(Dataset entries)
//! Circuit breaker pattern for guarding calls to unreliable dependencies.
//!
//! One breaker guards one dependency. After `failure_threshold` consecutive
//! failures the circuit opens and rejects calls without invoking them. Once
//! `recovery_timeout` has elapsed a limited number of probe calls are let
//! through: a single success closes the circuit, a single failure reopens it.
//!
//! ```text
//! Closed ──threshold reached──▶ Open ──recovery timeout──▶ HalfOpen
//!   ▲                                ▲                          │
//!   └────────── probe succeeds ──────┼──────────────────────────┤
//!                                    └────── probe fails ───────┘
//! ```
//!
//! Breaker state is process-local.

use chrono::{DateTime, Utc};
use serde::{Deserialize, Serialize};
use std::collections::HashMap;
use std::future::Future;
use std::sync::{Arc, Mutex, MutexGuard, PoisonError};
use std::time::Duration;
use tokio::sync::{mpsc, RwLock};
use tokio::time::Instant;
use tracing::{debug, info, warn};

use crate::domain::errors::CircuitBreakerError;
use crate::domain::models::CircuitBreakerConfig;

/// State of a circuit breaker.
#[derive(Debug, Clone, Copy, PartialEq, Eq, Serialize, Deserialize)]
#[serde(rename_all = "snake_case")]
pub enum CircuitState {
    /// Circuit is closed, requests flow normally.
    Closed,
    /// Circuit is open, requests are blocked.
    Open,
    /// Circuit is testing if the dependency has recovered.
    HalfOpen,
}

impl CircuitState {
    pub fn as_str(&self) -> &'static str {
        match self {
            Self::Closed => "closed",
            Self::Open => "open",
            Self::HalfOpen => "half_open",
        }
    }
}

impl std::fmt::Display for CircuitState {
    fn fmt(&self, f: &mut std::fmt::Formatter<'_>) -> std::fmt::Result {
        f.write_str(self.as_str())
    }
}

/// Event emitted on every state change.
#[derive(Debug, Clone)]
pub struct CircuitTransition {
    /// Breaker that changed state.
    pub name: String,
    pub from: CircuitState,
    pub to: CircuitState,
    /// When the change happened.
    pub at: DateTime<Utc>,
}

/// Statistics for a circuit breaker.
#[derive(Debug, Clone, Serialize)]
pub struct CircuitStats {
    pub name: String,
    pub state: CircuitState,
    pub consecutive_failures: u32,
    pub success_count: u64,
    pub half_open_probe_count: u32,
    pub total_calls: u64,
    pub total_failures: u64,
    pub total_rejections: u64,
    pub open_count: u32,
    pub failure_threshold: u32,
    pub last_failure_time: Option<DateTime<Utc>>,
    pub opened_at: Option<DateTime<Utc>>,
    pub state_changed_at: DateTime<Utc>,
}
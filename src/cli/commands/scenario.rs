//! Implementation of the `opsguard scenario` commands.
//!
//! Each scenario wires the primitives to the in-memory backends and records
//! every step with its expected and observed outcome.

use anyhow::Result;
use serde_json::json;
use std::sync::atomic::{AtomicU32, Ordering};
use std::sync::Arc;
use std::time::Duration;

use crate::adapters::memory::{InMemoryLockStore, MokaSharedCache};
use crate::cli::output::{list_table, output, CommandOutput};
use crate::cli::types::{ScenarioArgs, ScenarioCommands};
use crate::domain::models::{CacheConfig, CacheLevel, CircuitBreakerConfig, Config, LockConfig};
use crate::domain::ports::{LockStore, SharedCache};
use crate::services::{
    retry_with_backoff, CircuitBreaker, DistributedLock, MultiLevelCache, RetryPolicy,
};

#[derive(Debug, Clone, serde::Serialize)]
pub struct ScenarioStep {
    pub step: String,
    pub expected: String,
    pub observed: String,
    pub ok: bool,
}

#[derive(Debug, serde::Serialize)]
pub struct ScenarioOutput {
    pub scenario: String,
    pub passed: bool,
    pub steps: Vec<ScenarioStep>,
}

impl ScenarioOutput {
    fn new(scenario: ScenarioCommands) -> Self {
        Self {
            scenario: scenario.as_str().to_string(),
            passed: true,
            steps: Vec::new(),
        }
    }

    fn record(&mut self, step: impl Into<String>, expected: impl ToString, observed: impl ToString) {
        let (expected, observed) = (expected.to_string(), observed.to_string());
        let ok = expected == observed;
        self.passed &= ok;
        self.steps.push(ScenarioStep {
            step: step.into(),
            expected,
            observed,
            ok,
        });
    }
}

impl CommandOutput for ScenarioOutput {
    fn to_human(&self) -> String {
        let mut table = list_table(&["step", "expected", "observed", "ok"]);
        for s in &self.steps {
            table.add_row(vec![
                s.step.clone(),
                s.expected.clone(),
                s.observed.clone(),
                if s.ok { "yes" } else { "NO" }.to_string(),
            ]);
        }
        let verdict = if self.passed { "passed" } else { "FAILED" };
        format!("Scenario '{}' {}\n{}", self.scenario, verdict, table)
    }

    fn to_json(&self) -> serde_json::Value {
        serde_json::to_value(self).unwrap_or_default()
    }
}

#[derive(Debug, thiserror::Error)]
#[error("validation failed: {0}")]
struct ValueError(&'static str);

async fn lock_scenario(config: &Config) -> ScenarioOutput {
    let mut out = ScenarioOutput::new(ScenarioCommands::Lock);
    let store: Arc<dyn LockStore> = Arc::new(InMemoryLockStore::new());
    let lock_config = LockConfig {
        retry_times: 0,
        ..config.lock.clone()
    };

    let a = DistributedLock::new(Arc::clone(&store), "job-x", &lock_config);
    let b = DistributedLock::new(Arc::clone(&store), "job-x", &lock_config);

    out.record("A acquire", true, a.acquire().await);
    out.record("B acquire (no retries)", false, b.acquire().await);
    out.record("A release", true, a.release().await);
    out.record("B acquire", true, b.acquire().await);
    out.record("A release with no session", false, a.release().await);
    out.record("B release", true, b.release().await);
    out
}

async fn breaker_scenario() -> ScenarioOutput {
    let mut out = ScenarioOutput::new(ScenarioCommands::Breaker);
    let config = CircuitBreakerConfig {
        failure_threshold: 3,
        recovery_timeout_secs: 1,
        ..Default::default()
    };
    let breaker = CircuitBreaker::new("flaky-dependency", config.clone());

    for n in 1..=3 {
        let result = breaker.call(async { Err::<(), _>("timeout") }).await;
        out.record(
            format!("failing call {n}"),
            "operation error",
            match result {
                Err(e) if !e.is_circuit_open() => "operation error",
                _ => "unexpected",
            },
        );
    }
    out.record("state after 3 failures", "open", breaker.state());

    let rejected = breaker.call(async { Ok::<_, &str>(()) }).await;
    out.record(
        "fourth call",
        "circuit open",
        match rejected {
            Err(e) if e.is_circuit_open() => "circuit open",
            _ => "admitted",
        },
    );

    tokio::time::sleep(config.recovery_timeout() + Duration::from_millis(50)).await;
    out.record("state after recovery timeout", "half_open", breaker.state());

    let probe = breaker.call(async { Ok::<_, &str>("pong") }).await;
    out.record("probe call", "ok", if probe.is_ok() { "ok" } else { "error" });
    out.record("state after probe", "closed", breaker.state());
    out.record(
        "consecutive failures",
        0,
        breaker.stats().consecutive_failures,
    );
    out
}

async fn cache_scenario() -> Result<ScenarioOutput> {
    let mut out = ScenarioOutput::new(ScenarioCommands::Cache);
    let shared: Arc<dyn SharedCache> = Arc::new(MokaSharedCache::new());
    let cache = MultiLevelCache::new(
        shared,
        &CacheConfig {
            l1_max_size: 2,
            ..Default::default()
        },
    );

    for key in ["a", "b", "c"] {
        cache.set(key, json!(key), None, "demo").await?;
    }
    out.record("tier-1 size after a, b, c", 2, cache.l1_len().await);
    out.record("evictions", 1, cache.get_stats().await.evictions);

    let (value, level) = cache.get_with_level("a", "demo").await;
    out.record("get(a) level", CacheLevel::L2, level);
    out.record("get(a) value", json!("a"), value.unwrap_or_default());

    out.record("get(b) level after promotion", CacheLevel::L2, cache.get_with_level("b", "demo").await.1);
    out.record("evictions", 3, cache.get_stats().await.evictions);

    let flushed = cache.flush_all().await?;
    out.record("flush_all removed", 5, flushed);
    out.record("get(c) after flush", CacheLevel::Miss, cache.get_with_level("c", "demo").await.1);
    Ok(out)
}

async fn retry_scenario() -> ScenarioOutput {
    let mut out = ScenarioOutput::new(ScenarioCommands::Retry);
    let policy = RetryPolicy::new(2, Duration::from_millis(10), Duration::from_millis(100));
    let calls = Arc::new(AtomicU32::new(0));

    let result: Result<(), ValueError> = retry_with_backoff(
        &policy,
        |_: &ValueError| true,
        || {
            let calls = Arc::clone(&calls);
            async move {
                calls.fetch_add(1, Ordering::SeqCst);
                Err(ValueError("bad input"))
            }
        },
    )
    .await;

    out.record("invocations", 3, calls.load(Ordering::SeqCst));
    out.record(
        "error returned",
        "validation failed: bad input",
        result.err().map(|e| e.to_string()).unwrap_or_default(),
    );
    out
}

/// Run one scenario and collect its steps.
pub async fn run(scenario: ScenarioCommands, config: &Config) -> Result<ScenarioOutput> {
    Ok(match scenario {
        ScenarioCommands::Lock => lock_scenario(config).await,
        ScenarioCommands::Breaker => breaker_scenario().await,
        ScenarioCommands::Cache => cache_scenario().await?,
        ScenarioCommands::Retry => retry_scenario().await,
    })
}

pub async fn execute(args: ScenarioArgs, config: &Config, json_mode: bool) -> Result<()> {
    let result = run(args.scenario, config).await?;
    output(&result, json_mode);

    if !result.passed {
        anyhow::bail!("Scenario '{}' failed", result.scenario);
    }
    Ok(())
}
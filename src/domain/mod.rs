//! Domain layer for opsguard
//!
//! Configuration and statistics models, error types, and the port traits
//! that lock stores and shared caches implement.

pub mod errors;
pub mod models;
pub mod ports;

// Re-export error types for convenient access
pub use errors::{
    CacheError, CacheResult, CircuitBreakerError, LockError, StoreError, StoreResult,
};
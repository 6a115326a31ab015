//! Port trait definitions (Hexagonal Architecture)
//!
//! This module defines the async trait interfaces that backend adapters
//! implement:
//! - LockStore: set-if-absent with TTL plus atomic compare-and-delete and
//!   compare-and-extend, arbitrating distributed locks
//! - SharedCache: the shared tier behind the multi-level cache
//!
//! Any backend offering these capabilities can be substituted.

pub mod lock_store;
pub mod shared_cache;

pub use lock_store::LockStore;
pub use shared_cache::{namespace_pattern, qualified_key, SharedCache};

:: Exercise goal ::
Tally the lines above containing "evictions". Answer with the count only.

:: Task result ::
2